** Input follows **

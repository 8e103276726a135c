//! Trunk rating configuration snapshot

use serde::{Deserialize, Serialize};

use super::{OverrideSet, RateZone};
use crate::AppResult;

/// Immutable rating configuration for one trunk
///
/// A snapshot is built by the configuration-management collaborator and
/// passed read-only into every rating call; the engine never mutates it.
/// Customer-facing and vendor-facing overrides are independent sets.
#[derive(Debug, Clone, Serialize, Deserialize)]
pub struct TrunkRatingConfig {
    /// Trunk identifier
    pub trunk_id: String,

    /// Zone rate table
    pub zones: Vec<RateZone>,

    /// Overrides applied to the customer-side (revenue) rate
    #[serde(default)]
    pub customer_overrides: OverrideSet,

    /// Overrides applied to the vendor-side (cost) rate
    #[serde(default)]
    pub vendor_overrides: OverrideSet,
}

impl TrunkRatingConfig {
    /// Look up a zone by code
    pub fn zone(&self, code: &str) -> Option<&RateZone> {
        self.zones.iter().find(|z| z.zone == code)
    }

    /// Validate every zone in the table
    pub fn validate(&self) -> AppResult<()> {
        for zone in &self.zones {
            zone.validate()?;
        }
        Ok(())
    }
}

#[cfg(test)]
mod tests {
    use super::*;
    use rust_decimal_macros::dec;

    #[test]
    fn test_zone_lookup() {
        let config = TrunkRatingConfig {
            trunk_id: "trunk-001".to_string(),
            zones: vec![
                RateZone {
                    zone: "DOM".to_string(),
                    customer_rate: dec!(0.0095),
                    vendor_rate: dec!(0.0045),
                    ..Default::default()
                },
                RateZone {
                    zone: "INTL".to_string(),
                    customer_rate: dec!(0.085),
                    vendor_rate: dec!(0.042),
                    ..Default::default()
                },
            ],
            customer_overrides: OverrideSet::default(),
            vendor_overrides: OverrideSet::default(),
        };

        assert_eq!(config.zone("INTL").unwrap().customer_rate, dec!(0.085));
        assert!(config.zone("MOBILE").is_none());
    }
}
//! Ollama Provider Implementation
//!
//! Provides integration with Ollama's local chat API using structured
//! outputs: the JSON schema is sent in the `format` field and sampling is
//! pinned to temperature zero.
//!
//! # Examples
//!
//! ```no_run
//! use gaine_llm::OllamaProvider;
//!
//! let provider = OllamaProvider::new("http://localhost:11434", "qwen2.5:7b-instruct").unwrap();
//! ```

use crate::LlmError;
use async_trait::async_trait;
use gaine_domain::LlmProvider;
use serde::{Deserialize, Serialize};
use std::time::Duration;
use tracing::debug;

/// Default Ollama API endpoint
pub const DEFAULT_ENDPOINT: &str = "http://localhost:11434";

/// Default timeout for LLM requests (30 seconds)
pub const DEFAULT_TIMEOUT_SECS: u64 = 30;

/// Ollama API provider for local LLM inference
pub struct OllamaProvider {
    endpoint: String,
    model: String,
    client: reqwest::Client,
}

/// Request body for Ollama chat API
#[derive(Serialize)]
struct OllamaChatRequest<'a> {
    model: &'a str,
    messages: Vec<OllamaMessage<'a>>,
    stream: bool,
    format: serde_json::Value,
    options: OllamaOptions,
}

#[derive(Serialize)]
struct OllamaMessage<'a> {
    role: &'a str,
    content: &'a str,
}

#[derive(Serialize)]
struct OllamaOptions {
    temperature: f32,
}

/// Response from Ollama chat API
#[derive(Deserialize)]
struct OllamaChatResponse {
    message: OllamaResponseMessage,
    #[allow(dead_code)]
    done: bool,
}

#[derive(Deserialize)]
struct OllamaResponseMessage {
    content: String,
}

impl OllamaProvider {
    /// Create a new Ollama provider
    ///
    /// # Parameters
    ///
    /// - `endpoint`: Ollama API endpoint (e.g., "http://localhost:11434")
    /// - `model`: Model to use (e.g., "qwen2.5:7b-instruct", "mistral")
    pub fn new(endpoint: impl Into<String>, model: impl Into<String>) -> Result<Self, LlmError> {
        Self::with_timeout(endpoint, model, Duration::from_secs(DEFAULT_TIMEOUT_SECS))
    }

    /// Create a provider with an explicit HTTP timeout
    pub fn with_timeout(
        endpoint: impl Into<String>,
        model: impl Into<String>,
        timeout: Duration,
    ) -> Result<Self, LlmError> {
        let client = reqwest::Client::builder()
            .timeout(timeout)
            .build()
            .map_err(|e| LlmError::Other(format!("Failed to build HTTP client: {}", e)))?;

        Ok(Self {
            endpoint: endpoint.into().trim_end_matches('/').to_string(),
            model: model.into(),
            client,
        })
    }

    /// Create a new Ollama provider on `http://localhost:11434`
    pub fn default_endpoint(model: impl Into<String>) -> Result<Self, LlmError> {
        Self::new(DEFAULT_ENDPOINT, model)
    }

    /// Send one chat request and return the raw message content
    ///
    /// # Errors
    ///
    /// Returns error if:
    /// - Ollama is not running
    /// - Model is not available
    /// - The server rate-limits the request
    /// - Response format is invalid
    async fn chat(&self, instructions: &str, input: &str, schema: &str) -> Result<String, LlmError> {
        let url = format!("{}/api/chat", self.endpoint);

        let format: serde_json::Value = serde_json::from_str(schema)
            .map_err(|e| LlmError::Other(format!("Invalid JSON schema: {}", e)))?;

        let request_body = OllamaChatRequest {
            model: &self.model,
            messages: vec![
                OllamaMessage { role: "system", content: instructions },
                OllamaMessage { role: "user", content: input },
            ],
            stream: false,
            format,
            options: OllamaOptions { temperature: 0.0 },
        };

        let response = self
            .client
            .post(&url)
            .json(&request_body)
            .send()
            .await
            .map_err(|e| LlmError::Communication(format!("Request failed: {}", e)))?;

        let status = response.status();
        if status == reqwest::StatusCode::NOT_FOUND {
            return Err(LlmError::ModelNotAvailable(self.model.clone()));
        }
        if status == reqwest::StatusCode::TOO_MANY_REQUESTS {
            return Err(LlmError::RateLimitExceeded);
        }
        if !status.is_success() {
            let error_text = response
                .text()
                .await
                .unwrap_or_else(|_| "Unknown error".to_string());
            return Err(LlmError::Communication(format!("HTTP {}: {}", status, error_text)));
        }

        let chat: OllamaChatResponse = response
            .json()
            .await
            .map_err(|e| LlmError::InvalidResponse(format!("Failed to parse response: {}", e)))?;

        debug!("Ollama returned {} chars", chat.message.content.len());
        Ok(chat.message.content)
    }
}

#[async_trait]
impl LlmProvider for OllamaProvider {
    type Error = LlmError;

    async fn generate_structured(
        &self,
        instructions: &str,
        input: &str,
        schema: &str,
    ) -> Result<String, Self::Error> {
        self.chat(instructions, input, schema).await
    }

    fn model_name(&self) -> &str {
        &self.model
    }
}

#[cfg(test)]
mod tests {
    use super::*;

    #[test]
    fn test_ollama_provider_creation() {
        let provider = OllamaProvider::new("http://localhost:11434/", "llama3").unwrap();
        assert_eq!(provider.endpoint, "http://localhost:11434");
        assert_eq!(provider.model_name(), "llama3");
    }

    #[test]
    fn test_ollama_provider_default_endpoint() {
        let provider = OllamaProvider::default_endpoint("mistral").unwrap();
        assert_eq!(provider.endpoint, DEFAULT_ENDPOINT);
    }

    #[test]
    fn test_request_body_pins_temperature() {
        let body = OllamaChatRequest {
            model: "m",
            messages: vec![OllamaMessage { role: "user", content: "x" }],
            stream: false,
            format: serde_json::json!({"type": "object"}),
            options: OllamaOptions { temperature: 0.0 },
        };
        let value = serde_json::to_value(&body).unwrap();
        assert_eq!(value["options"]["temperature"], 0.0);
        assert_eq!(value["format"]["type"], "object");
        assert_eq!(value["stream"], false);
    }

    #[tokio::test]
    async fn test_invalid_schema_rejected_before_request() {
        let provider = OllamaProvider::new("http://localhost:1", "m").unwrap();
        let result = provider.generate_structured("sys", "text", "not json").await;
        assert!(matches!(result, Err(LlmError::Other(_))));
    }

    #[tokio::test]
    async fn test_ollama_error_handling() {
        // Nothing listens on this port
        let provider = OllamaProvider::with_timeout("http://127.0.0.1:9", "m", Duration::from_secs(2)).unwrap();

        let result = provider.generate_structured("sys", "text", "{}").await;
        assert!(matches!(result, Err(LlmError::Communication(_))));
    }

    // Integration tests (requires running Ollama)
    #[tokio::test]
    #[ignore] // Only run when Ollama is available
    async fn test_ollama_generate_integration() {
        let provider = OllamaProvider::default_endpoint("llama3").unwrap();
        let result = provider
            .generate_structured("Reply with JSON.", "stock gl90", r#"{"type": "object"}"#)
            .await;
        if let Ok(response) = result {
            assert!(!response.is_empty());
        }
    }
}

** End of Input **

- _Task goal_: Starting with the first line of the records above, give back each line exactly until the line with "configuration-management collaborator and" has been given as well.

- _Solution_:
repository 8e103276726a135c
//! Trunk rating configuration snapshot

use serde::{Deserialize, Serialize};

use super::{OverrideSet, RateZone};
use crate::AppResult;

/// Immutable rating configuration for one trunk
///
/// A snapshot is built by the configuration-management collaborator and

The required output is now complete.